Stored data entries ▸
● ● ● ● ●
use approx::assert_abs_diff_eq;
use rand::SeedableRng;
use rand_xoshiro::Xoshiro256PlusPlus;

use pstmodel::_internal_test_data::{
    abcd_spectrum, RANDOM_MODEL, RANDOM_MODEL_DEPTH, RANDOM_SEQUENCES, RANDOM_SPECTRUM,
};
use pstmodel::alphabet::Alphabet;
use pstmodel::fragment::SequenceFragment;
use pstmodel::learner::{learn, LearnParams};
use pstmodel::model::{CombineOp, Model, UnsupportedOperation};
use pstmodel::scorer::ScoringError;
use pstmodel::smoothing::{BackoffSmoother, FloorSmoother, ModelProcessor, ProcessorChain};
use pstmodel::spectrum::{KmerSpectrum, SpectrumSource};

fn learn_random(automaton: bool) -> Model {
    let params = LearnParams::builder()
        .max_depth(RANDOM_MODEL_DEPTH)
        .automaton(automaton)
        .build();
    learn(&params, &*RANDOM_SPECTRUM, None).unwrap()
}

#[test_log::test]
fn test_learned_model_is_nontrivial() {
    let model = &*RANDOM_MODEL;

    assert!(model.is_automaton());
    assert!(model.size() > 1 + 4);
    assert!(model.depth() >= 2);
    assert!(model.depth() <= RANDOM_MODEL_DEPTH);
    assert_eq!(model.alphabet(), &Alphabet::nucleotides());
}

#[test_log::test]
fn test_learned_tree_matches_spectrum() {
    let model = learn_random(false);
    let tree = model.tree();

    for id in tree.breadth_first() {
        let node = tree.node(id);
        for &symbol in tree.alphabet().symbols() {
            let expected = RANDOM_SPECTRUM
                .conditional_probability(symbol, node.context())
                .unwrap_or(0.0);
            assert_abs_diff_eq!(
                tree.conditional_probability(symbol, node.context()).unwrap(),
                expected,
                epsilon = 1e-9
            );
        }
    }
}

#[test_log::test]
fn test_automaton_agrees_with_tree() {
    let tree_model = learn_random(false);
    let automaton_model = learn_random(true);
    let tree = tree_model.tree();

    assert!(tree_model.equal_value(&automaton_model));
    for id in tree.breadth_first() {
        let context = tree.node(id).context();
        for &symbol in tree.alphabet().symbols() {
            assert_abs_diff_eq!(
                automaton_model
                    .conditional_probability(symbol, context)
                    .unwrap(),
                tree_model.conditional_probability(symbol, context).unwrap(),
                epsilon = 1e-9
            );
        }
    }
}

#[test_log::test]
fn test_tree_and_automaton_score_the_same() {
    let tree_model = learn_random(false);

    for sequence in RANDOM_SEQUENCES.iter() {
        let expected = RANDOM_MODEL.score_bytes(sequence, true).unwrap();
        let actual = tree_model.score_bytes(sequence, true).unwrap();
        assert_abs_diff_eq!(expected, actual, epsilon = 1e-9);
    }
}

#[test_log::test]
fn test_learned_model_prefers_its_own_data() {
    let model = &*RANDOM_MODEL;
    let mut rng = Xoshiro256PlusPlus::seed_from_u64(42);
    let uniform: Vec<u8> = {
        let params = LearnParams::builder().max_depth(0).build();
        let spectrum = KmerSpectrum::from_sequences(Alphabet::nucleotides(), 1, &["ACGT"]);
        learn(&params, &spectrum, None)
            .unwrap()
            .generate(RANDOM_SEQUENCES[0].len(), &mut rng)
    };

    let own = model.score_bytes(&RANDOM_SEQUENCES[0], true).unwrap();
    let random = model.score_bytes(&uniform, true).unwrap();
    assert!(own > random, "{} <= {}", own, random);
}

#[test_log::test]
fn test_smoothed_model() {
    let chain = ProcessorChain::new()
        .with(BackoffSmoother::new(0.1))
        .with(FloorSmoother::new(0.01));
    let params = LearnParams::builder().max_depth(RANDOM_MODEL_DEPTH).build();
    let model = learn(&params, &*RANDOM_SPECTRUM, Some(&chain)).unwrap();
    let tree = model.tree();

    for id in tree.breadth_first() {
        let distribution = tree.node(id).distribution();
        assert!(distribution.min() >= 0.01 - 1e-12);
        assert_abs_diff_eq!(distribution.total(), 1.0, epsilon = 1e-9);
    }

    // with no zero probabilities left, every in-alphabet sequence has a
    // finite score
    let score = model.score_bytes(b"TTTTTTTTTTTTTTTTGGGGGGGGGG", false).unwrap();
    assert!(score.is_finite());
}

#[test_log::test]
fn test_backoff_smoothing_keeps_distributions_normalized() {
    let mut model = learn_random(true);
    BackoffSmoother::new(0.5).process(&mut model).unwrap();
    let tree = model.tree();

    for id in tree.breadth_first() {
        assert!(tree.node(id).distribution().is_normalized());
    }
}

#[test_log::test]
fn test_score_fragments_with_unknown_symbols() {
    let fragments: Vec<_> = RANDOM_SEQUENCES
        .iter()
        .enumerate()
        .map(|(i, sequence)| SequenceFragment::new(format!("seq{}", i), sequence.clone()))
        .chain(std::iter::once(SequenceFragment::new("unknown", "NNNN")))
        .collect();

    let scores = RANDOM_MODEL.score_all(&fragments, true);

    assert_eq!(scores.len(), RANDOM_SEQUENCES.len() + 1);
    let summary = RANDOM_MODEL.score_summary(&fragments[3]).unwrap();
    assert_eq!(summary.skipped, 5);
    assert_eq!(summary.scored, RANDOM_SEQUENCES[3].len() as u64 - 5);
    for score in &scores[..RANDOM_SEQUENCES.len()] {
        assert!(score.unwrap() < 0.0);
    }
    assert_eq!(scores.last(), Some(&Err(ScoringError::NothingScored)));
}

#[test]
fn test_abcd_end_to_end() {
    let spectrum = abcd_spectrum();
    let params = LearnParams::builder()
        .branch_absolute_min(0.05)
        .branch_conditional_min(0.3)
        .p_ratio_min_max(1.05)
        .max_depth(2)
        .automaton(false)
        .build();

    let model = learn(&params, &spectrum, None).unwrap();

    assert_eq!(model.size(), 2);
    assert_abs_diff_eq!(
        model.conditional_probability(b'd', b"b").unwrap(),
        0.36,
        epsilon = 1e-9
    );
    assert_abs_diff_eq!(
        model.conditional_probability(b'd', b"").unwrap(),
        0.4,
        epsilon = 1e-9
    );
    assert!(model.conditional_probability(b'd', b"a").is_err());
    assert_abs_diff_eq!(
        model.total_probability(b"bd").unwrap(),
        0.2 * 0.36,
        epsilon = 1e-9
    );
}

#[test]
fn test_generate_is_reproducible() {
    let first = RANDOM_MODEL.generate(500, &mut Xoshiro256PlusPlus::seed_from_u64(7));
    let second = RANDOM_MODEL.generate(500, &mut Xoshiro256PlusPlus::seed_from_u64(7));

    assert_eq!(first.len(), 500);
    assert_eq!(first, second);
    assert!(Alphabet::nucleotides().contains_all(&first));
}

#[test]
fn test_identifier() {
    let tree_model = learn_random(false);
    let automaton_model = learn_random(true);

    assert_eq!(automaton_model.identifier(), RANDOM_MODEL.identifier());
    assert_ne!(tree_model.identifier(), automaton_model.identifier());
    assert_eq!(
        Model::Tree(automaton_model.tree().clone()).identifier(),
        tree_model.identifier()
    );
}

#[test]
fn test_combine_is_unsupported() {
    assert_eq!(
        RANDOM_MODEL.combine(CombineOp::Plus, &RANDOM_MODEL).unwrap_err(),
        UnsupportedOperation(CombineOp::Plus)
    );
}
● ● ● ● ●
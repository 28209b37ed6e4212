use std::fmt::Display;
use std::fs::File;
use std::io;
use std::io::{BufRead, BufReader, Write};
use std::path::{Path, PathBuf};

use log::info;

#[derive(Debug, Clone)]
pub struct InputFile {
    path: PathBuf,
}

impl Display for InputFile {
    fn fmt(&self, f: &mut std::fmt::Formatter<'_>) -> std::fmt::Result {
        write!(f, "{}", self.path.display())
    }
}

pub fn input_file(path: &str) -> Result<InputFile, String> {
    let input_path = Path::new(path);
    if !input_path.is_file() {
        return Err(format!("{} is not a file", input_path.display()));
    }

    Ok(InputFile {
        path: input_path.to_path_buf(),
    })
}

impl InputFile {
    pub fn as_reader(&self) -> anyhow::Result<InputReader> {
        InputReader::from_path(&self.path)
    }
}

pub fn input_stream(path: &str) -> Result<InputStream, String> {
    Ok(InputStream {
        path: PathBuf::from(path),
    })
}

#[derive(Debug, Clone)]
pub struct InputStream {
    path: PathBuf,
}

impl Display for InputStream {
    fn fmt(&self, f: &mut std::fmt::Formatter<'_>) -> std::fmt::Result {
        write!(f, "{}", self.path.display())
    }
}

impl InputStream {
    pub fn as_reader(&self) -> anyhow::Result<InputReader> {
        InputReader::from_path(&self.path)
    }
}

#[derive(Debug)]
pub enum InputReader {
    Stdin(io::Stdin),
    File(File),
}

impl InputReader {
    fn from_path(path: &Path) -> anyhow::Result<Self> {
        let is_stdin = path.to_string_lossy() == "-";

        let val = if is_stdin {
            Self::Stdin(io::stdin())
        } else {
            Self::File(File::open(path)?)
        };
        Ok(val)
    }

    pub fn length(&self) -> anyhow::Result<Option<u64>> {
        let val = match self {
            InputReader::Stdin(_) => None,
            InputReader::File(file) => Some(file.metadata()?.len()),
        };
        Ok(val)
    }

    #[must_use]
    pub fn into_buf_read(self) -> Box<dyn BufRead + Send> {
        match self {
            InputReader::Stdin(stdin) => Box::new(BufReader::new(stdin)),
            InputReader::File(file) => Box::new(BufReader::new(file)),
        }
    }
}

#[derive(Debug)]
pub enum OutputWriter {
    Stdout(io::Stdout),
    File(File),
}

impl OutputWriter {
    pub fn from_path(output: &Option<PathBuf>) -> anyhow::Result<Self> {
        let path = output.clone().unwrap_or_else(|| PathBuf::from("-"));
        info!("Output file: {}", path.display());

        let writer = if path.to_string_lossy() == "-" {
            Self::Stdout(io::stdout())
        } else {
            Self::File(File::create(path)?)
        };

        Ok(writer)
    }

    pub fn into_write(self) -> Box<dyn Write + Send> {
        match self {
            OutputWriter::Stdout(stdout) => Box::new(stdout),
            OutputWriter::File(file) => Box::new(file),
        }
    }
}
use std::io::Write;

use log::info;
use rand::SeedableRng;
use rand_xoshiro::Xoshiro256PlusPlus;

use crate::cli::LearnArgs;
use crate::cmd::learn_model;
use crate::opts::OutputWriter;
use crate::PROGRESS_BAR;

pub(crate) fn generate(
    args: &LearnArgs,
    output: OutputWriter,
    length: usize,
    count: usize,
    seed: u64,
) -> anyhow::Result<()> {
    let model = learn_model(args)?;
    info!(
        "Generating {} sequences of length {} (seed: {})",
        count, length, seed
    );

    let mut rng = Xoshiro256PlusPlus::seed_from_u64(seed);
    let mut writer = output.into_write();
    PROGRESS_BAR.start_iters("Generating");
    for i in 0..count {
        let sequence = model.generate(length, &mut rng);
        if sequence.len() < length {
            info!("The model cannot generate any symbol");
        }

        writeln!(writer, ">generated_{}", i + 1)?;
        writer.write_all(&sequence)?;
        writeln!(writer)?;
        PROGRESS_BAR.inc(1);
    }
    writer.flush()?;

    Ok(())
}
● ● ● ● ●
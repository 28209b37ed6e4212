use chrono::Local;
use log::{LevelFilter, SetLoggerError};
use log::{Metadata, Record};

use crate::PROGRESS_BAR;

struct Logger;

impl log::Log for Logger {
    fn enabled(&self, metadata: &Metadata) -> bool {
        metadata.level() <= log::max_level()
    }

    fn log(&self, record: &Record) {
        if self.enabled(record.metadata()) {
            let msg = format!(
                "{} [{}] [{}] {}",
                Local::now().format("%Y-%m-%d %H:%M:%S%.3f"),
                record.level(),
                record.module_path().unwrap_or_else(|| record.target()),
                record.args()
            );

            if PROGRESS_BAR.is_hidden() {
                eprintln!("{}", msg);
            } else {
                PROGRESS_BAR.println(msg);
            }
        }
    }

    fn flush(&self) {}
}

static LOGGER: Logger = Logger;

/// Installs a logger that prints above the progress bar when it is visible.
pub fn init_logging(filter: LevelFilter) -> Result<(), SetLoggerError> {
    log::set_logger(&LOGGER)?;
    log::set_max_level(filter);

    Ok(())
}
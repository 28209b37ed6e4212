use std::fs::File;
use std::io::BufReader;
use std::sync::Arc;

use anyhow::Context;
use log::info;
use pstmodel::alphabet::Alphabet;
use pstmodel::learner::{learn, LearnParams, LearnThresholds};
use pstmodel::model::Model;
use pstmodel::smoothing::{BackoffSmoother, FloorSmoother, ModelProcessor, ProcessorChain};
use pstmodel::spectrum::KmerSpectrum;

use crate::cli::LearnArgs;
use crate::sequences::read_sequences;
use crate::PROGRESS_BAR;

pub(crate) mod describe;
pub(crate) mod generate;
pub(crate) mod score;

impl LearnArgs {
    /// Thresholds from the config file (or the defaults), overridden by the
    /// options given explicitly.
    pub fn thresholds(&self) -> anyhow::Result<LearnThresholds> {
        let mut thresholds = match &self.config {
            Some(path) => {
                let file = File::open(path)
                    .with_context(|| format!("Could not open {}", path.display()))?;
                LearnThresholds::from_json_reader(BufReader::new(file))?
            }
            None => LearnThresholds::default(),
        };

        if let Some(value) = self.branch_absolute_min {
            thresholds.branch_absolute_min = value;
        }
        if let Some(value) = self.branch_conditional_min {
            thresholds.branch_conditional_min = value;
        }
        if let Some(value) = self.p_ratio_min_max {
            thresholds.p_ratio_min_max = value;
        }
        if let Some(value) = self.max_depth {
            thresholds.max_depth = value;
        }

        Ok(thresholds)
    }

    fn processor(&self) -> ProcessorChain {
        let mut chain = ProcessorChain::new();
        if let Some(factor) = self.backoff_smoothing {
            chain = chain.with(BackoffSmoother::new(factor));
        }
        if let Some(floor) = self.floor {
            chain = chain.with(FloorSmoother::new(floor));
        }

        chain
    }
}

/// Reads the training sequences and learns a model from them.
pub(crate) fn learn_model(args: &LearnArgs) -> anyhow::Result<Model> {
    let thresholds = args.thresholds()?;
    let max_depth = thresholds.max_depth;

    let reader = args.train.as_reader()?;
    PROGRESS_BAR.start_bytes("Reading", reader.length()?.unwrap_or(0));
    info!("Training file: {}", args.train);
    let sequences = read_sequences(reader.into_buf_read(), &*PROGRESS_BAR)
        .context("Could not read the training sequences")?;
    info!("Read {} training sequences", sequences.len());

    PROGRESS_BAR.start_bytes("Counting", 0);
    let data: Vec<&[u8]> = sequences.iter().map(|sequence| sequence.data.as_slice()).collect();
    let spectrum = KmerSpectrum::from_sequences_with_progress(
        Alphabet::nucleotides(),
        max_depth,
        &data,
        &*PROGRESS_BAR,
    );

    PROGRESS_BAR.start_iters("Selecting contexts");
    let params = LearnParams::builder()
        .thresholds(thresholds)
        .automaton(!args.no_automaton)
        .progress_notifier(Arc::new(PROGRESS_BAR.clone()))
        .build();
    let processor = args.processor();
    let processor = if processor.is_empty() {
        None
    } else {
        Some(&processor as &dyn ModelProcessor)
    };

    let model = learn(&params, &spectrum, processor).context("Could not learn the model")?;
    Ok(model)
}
● ● ● ● ●
How to complete this task ▸ Above are the records; from them, give again exactly the lines from the one containing "let spectrum = abcd_spectrum();" to the one containing "let first = RANDOM_MODEL.generate(500, &mut", both lines included, and nothing more.

Exercise answer ▸
    let spectrum = abcd_spectrum();
    let params = LearnParams::builder()
        .branch_absolute_min(0.05)
        .branch_conditional_min(0.3)
        .p_ratio_min_max(1.05)
        .max_depth(2)
        .automaton(false)
        .build();

    let model = learn(&params, &spectrum, None).unwrap();

    assert_eq!(model.size(), 2);
    assert_abs_diff_eq!(
        model.conditional_probability(b'd', b"b").unwrap(),
        0.36,
        epsilon = 1e-9
    );
    assert_abs_diff_eq!(
        model.conditional_probability(b'd', b"").unwrap(),
        0.4,
        epsilon = 1e-9
    );
    assert!(model.conditional_probability(b'd', b"a").is_err());
    assert_abs_diff_eq!(
        model.total_probability(b"bd").unwrap(),
        0.2 * 0.36,
        epsilon = 1e-9
    );
}

#[test]
fn test_generate_is_reproducible() {
    let first = RANDOM_MODEL.generate(500, &mut Xoshiro256PlusPlus::seed_from_u64(7));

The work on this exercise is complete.